If a line in the entries below contains "usable", copy it.

Stored items from a collection:
◇ ◇ ◇ ◇ ◇ ◇ ◇

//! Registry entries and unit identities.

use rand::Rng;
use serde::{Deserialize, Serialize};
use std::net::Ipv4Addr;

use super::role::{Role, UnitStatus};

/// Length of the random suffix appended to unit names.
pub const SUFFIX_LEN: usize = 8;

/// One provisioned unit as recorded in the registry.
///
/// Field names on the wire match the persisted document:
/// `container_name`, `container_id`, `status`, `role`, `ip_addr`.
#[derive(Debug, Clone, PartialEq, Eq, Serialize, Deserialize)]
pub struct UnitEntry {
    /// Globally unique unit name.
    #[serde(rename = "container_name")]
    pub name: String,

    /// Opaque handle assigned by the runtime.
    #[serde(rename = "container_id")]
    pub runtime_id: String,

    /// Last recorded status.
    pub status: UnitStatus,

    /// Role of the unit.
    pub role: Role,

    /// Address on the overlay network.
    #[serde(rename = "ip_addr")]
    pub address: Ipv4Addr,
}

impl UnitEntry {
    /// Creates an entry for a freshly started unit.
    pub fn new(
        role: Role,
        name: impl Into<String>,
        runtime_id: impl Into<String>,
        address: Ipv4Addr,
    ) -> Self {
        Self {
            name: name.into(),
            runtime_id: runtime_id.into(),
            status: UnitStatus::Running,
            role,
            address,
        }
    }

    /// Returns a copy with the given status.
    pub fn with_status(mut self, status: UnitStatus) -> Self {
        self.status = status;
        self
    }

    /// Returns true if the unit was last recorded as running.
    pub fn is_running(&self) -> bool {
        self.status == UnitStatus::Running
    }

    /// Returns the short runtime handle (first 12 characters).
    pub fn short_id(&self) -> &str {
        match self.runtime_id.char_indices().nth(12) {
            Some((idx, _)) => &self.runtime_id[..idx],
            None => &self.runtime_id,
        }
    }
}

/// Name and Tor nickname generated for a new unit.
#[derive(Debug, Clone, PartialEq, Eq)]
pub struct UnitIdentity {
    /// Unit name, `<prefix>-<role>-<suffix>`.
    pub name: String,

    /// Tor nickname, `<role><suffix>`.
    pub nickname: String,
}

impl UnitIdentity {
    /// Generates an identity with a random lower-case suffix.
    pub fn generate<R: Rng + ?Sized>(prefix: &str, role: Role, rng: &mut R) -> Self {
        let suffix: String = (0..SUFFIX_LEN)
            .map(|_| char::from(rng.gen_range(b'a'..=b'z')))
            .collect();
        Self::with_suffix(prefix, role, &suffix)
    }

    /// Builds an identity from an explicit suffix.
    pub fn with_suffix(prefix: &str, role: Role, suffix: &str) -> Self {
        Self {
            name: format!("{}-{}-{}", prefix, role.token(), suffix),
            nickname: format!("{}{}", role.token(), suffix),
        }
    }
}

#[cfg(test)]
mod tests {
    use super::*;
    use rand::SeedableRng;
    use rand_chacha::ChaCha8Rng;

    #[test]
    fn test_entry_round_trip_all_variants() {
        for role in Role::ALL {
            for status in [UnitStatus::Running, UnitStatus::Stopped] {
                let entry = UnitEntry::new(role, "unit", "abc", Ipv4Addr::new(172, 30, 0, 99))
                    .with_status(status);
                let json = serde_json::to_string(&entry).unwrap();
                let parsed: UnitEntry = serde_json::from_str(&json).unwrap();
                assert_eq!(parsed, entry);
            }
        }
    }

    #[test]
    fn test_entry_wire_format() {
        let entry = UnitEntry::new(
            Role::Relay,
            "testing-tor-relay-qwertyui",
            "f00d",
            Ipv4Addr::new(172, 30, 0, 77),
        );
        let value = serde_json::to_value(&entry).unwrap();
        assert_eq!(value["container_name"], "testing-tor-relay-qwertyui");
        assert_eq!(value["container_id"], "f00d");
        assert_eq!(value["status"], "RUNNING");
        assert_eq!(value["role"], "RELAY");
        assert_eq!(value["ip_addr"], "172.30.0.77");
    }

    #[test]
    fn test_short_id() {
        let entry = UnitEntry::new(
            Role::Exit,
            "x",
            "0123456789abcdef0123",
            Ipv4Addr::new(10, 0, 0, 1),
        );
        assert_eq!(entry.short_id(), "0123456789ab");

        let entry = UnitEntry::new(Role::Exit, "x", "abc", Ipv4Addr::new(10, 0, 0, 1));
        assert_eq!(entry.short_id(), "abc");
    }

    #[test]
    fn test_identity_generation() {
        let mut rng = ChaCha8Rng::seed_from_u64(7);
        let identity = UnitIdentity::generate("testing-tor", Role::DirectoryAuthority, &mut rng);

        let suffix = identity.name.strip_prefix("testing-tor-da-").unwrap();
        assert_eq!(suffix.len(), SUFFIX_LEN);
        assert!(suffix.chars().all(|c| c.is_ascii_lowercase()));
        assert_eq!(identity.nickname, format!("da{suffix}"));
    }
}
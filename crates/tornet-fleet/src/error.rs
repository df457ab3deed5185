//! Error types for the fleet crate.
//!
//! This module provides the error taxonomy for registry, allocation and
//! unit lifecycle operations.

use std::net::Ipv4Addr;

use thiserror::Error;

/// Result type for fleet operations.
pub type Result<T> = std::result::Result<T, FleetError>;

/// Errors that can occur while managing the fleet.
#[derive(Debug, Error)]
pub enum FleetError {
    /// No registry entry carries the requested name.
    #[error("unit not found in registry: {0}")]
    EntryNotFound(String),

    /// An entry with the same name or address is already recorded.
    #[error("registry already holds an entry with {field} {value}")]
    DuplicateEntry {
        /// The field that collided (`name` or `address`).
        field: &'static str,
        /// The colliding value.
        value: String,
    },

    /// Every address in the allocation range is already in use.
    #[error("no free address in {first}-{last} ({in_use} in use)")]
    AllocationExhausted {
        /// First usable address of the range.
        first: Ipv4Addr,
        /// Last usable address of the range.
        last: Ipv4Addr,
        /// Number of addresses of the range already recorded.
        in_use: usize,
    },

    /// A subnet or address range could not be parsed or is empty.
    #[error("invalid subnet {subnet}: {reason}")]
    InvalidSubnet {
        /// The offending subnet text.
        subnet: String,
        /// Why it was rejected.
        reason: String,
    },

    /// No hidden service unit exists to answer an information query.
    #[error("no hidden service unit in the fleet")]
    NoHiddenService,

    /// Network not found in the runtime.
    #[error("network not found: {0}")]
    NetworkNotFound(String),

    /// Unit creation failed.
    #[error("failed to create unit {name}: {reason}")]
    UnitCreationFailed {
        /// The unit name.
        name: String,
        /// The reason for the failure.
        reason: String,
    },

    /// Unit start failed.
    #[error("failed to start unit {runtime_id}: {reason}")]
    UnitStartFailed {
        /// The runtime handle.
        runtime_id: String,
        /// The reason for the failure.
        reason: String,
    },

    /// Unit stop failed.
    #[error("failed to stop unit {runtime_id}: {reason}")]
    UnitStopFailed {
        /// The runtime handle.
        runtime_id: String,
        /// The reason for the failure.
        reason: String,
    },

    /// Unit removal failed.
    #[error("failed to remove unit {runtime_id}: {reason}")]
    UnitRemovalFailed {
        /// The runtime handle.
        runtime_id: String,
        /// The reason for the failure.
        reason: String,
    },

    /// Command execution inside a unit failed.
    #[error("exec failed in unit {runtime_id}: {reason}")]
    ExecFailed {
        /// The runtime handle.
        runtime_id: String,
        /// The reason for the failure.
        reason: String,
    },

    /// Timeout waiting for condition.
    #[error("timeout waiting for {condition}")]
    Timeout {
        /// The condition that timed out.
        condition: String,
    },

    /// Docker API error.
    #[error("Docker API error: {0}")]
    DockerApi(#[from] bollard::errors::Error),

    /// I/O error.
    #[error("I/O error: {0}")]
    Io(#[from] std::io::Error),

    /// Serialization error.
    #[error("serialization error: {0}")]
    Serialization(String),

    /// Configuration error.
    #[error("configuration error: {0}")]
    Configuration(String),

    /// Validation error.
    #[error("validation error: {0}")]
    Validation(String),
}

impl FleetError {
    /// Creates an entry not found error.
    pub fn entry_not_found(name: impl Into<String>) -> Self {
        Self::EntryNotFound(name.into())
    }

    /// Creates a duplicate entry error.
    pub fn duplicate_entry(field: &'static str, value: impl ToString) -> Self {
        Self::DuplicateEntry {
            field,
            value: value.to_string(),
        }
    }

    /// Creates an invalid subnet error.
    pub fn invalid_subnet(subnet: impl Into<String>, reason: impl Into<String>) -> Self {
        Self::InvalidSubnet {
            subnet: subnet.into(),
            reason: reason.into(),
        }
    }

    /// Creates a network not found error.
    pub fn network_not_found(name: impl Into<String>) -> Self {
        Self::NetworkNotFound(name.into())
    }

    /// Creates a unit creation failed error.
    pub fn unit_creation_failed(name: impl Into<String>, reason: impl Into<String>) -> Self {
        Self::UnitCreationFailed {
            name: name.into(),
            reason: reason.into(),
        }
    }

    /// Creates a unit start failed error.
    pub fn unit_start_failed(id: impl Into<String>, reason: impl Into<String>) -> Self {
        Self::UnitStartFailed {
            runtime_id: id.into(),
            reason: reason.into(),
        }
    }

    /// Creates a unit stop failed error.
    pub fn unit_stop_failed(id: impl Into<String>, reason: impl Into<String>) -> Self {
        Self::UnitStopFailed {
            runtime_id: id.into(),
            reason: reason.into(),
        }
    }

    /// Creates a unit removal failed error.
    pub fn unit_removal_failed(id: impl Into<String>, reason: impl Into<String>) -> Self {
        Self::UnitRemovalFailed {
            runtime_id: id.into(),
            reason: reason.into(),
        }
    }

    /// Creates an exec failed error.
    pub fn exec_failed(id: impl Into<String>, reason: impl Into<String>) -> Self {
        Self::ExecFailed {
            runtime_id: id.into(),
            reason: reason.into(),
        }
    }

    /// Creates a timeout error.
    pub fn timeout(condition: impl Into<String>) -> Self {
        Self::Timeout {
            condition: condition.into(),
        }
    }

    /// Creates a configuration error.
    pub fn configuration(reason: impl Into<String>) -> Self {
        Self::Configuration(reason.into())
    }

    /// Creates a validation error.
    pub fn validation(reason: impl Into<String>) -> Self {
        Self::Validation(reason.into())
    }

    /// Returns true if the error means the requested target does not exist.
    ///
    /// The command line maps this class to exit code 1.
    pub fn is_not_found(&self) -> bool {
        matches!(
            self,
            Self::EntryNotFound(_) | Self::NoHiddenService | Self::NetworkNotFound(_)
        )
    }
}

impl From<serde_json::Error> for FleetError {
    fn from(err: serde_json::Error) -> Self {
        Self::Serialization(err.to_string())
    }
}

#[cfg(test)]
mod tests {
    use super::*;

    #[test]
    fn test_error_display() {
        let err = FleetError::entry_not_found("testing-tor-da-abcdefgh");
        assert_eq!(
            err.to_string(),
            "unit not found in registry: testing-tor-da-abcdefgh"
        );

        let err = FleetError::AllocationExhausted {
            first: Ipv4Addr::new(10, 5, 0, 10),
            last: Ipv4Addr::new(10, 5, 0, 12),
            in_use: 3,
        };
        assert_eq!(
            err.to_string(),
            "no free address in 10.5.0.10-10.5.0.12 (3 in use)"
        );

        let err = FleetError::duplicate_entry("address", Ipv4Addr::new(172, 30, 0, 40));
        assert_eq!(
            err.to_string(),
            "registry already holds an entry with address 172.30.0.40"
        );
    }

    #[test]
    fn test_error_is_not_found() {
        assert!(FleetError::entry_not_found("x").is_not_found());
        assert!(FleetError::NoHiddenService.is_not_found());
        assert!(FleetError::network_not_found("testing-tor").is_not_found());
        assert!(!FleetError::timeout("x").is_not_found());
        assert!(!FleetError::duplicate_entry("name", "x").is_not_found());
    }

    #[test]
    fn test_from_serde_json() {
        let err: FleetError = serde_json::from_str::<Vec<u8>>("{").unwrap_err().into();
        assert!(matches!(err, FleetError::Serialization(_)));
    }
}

◇ ◇ ◇ ◇ ◇ ◇ ◇

Output for this exercise:
        /// First usable address of the range.
        /// Last usable address of the range.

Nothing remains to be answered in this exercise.